The mainstream media was excited last week about U.S. stocks hitting record highs. But what does that tell us? Only that U.S. corporations are getting more efficient at exploiting people. Their stocks go up when they lay people off; it’s that simple. The media presents it as increased profits, but the cause is the same. Note in the following article that higher oil prices caused by political instability in oil-rich Nigeria also boosted stocks. That’s not good news in the real world but it was good news for Exxon-Mobil:
Dow nears 13,000 on strong earnings
Caroline Valetkevitch
Fri Apr 20, 9:46 PM ET
NEW YORK (Reuters) - U.S. stocks jumped on Friday, with the Dow closing at a record high after coming within 35 points of 13,000, as Google Inc. and Caterpillar Inc. joined the list of companies reporting stronger-than-expected quarterly results.
The Dow closed up more than 150 points, while the broader Standard & Poor's 500 index closed at its highest level since September 2000. April was shaping up to be the best month for the Dow and the S&P in just over four years.
Higher oil prices aided the rally, lifting shares of Exxon Mobil Corp. to an all-time high and boosting shares of other energy companies.
Google shares gained 2.3 percent at $482.48, which helped the Nasdaq, after reporting on Thursday after the market close a rise in quarterly profit that easily beat expectations.
"Momentum is clearly in the bull favor," said Joseph Battipaglia, chief investment officer at Ryan Beck & Co, in Philadelphia. "We're in the midst of earnings season.

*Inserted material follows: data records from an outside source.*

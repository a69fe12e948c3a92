//! Event lifecycle: `nonexistent -> active -> (updated)* -> deleted`.
//!
//! Organizers only ever see their own events; lookups filter by both the
//! requested id and the organizer, so a foreign event is reported exactly
//! like a missing one.

use std::sync::Arc;
use tracing::info;

use crate::auth::Actor;
use crate::models::{Event, EventFields, EventId};
use crate::policy::{self, Action, Scope};
use crate::store::EventStore;
use crate::utils::error::{AppError, AppResult};

#[derive(Clone)]
pub struct EventService {
    events: Arc<dyn EventStore>,
}

impl EventService {
    pub fn new(events: Arc<dyn EventStore>) -> Self {
        Self { events }
    }

    /// The organizer is always the caller, whatever the request carried.
    pub async fn create(&self, actor: &Actor, fields: &EventFields) -> AppResult<Event> {
        let organizer = match policy::require(Action::CreateEvent, actor)? {
            Scope::OwnedBy(id) => id,
            Scope::All => actor.id,
        };
        fields.validate()?;

        let event = self.events.insert_event(organizer, fields).await?;
        info!(event_id = event.id, organizer, "Event created");
        Ok(event)
    }

    pub async fn list(&self, actor: &Actor) -> AppResult<Vec<Event>> {
        let scope = policy::require(Action::ViewEvents, actor)?;
        self.events.list_events(scope).await
    }

    pub async fn update(
        &self,
        actor: &Actor,
        event_id: EventId,
        fields: &EventFields,
    ) -> AppResult<Event> {
        let scope = policy::require(Action::UpdateEvent, actor)?;
        fields.validate()?;

        let event = self
            .events
            .update_event(event_id, scope, fields)
            .await?
            .ok_or_else(event_not_found)?;
        info!(event_id, actor = actor.id, "Event updated");
        Ok(event)
    }

    pub async fn delete(&self, actor: &Actor, event_id: EventId) -> AppResult<()> {
        let scope = policy::require(Action::DeleteEvent, actor)?;
        if !self.events.delete_event(event_id, scope).await? {
            return Err(event_not_found());
        }
        info!(event_id, actor = actor.id, "Event deleted");
        Ok(())
    }
}

fn event_not_found() -> AppError {
    AppError::NotFound("Event not found".to_string())
}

By and large it has come in as expected, and recent economic data keeps suggesting an economy that is slow but not slowing further."
The Dow Jones industrial average rose 153.35 points, or 1.20 percent, to end at 12,961.98, its third straight record close.

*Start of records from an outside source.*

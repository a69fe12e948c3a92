//! Authorization policy.
//!
//! A pure mapping from (action, actor) to a decision. The
//! lifecycle managers ask for the [`Scope`] an actor may operate in and
//! apply it as a store filter, so a resource outside the scope is simply
//! not found. Role-level denials become `Unauthorized`.

use crate::auth::Actor;
use crate::models::{Role, UserId};
use crate::utils::error::{AppError, AppResult};

#[derive(Debug, Clone, Copy, PartialEq, Eq)]
pub enum Action {
    ReadSelf,
    UpdateSelf,
    DeleteSelf,
    ListUsers,
    ChangeRole,
    DeleteUser,
    CreateEvent,
    ViewEvents,
    UpdateEvent,
    DeleteEvent,
    CreateTicket,
}

/// Which resources an allowed action may touch, by owner.
#[derive(Debug, Clone, Copy, PartialEq, Eq)]
pub enum Scope {
    All,
    OwnedBy(UserId),
}

impl Scope {
    pub fn covers(&self, owner: UserId) -> bool {
        match self {
            Scope::All => true,
            Scope::OwnedBy(id) => *id == owner,
        }
    }
}

#[derive(Debug, Clone, Copy, PartialEq, Eq)]
pub enum Decision {
    Allow(Scope),
    Deny,
}

pub fn evaluate(action: Action, actor: &Actor) -> Decision {
    use Action::*;

    match action {
        ReadSelf | UpdateSelf | DeleteSelf => Decision::Allow(Scope::OwnedBy(actor.id)),

        ListUsers | ChangeRole | DeleteUser => match actor.role {
            Some(Role::Admin) => Decision::Allow(Scope::All),
            _ => Decision::Deny,
        },

        // New events always belong to their creator, admins included.
        CreateEvent => match actor.role {
            Some(Role::Admin) | Some(Role::Organizer) => Decision::Allow(Scope::OwnedBy(actor.id)),
            _ => Decision::Deny,
        },

        ViewEvents | UpdateEvent | DeleteEvent | CreateTicket => match actor.role {
            Some(Role::Admin) => Decision::Allow(Scope::All),
            Some(Role::Organizer) => Decision::Allow(Scope::OwnedBy(actor.id)),
            _ => Decision::Deny,
        },
    }
}

/// The scope for `action`, or `Unauthorized` when the role lacks it.
pub fn require(action: Action, actor: &Actor) -> AppResult<Scope> {
    match evaluate(action, actor) {
        Decision::Allow(scope) => Ok(scope),
        Decision::Deny => {
            tracing::debug!(?action, actor = actor.id, "Policy denied action");
            Err(AppError::unauthorized())
        }
    }
}

#[cfg(test)]
mod tests {
    use super::*;

    fn allows(action: Action, actor: &Actor, owner: UserId) -> bool {
        match evaluate(action, actor) {
            Decision::Allow(scope) => scope.covers(owner),
            Decision::Deny => false,
        }
    }

    fn actor(id: UserId, role: Option<Role>) -> Actor {
        Actor {
            email: format!("u{id}@x.com"),
            id,
            role,
        }
    }

    #[test]
    fn test_self_service_is_limited_to_own_record() {
        for role in [None, Some(Role::User), Some(Role::Organizer), Some(Role::Admin)] {
            let a = actor(3, role);
            for action in [Action::ReadSelf, Action::UpdateSelf, Action::DeleteSelf] {
                assert!(allows(action, &a, 3));
                assert!(!allows(action, &a, 4));
            }
        }
    }

    #[test]
    fn test_admin_operations_are_admin_only() {
        let admin = actor(1, Some(Role::Admin));
        for action in [Action::ListUsers, Action::ChangeRole, Action::DeleteUser] {
            assert_eq!(evaluate(action, &admin), Decision::Allow(Scope::All));
            for role in [None, Some(Role::User), Some(Role::Organizer)] {
                assert_eq!(evaluate(action, &actor(2, role)), Decision::Deny);
            }
        }
    }

    #[test]
    fn test_event_creation_is_owned_by_creator() {
        assert_eq!(
            evaluate(Action::CreateEvent, &actor(1, Some(Role::Admin))),
            Decision::Allow(Scope::OwnedBy(1))
        );
        assert_eq!(
            evaluate(Action::CreateEvent, &actor(2, Some(Role::Organizer))),
            Decision::Allow(Scope::OwnedBy(2))
        );
        assert!(require(Action::CreateEvent, &actor(3, Some(Role::User))).is_err());
        assert!(require(Action::CreateEvent, &actor(4, None)).is_err());
    }

    #[test]
    fn test_event_and_ticket_management_scopes() {
        let admin = actor(1, Some(Role::Admin));
        let organizer = actor(2, Some(Role::Organizer));
        let user = actor(3, Some(Role::User));

        for action in [
            Action::ViewEvents,
            Action::UpdateEvent,
            Action::DeleteEvent,
            Action::CreateTicket,
        ] {
            assert!(allows(action, &admin, 99));
            assert!(allows(action, &organizer, 2));
            assert!(!allows(action, &organizer, 99));
            assert!(!allows(action, &user, 3));
            assert!(matches!(require(action, &user), Err(AppError::Unauthorized(_))));
        }
    }
}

The Standard & Poor's 500 Index was up 13.62 points, or 0.93 percent, at 1,484.35. The Nasdaq Composite Index was up 21.04 points, or 0.84 percent, at 2,526.39.
The Dow hit an intraday record high at 12,966.29, and had its best daily percentage gain in a month. The average, which rose 2.8 percent for the week, has closed higher in all but one session so far this month.
On Wednesday, the blue-chip Dow hit its first record since February 20, a week before the global equities sell-off.
For the week, the S&P 500 gained 2.2 percent and Nasdaq rose 1.4 percent. It was the third straight week of gains for all three indexes.
In what analysts say is another bullish sign for the market, the Dow Jones transportation average rose 0.8 percent and hit a lifetime high during the session.
Shares of Caterpillar, a manufacturer of heavy construction and mining equipment, led advances on the Dow, ending up 4.7 percent at $71.82. Caterpillar also raised its outlook and said growth outside of North America would offset weakness in its U.S. housing and truck engine markets.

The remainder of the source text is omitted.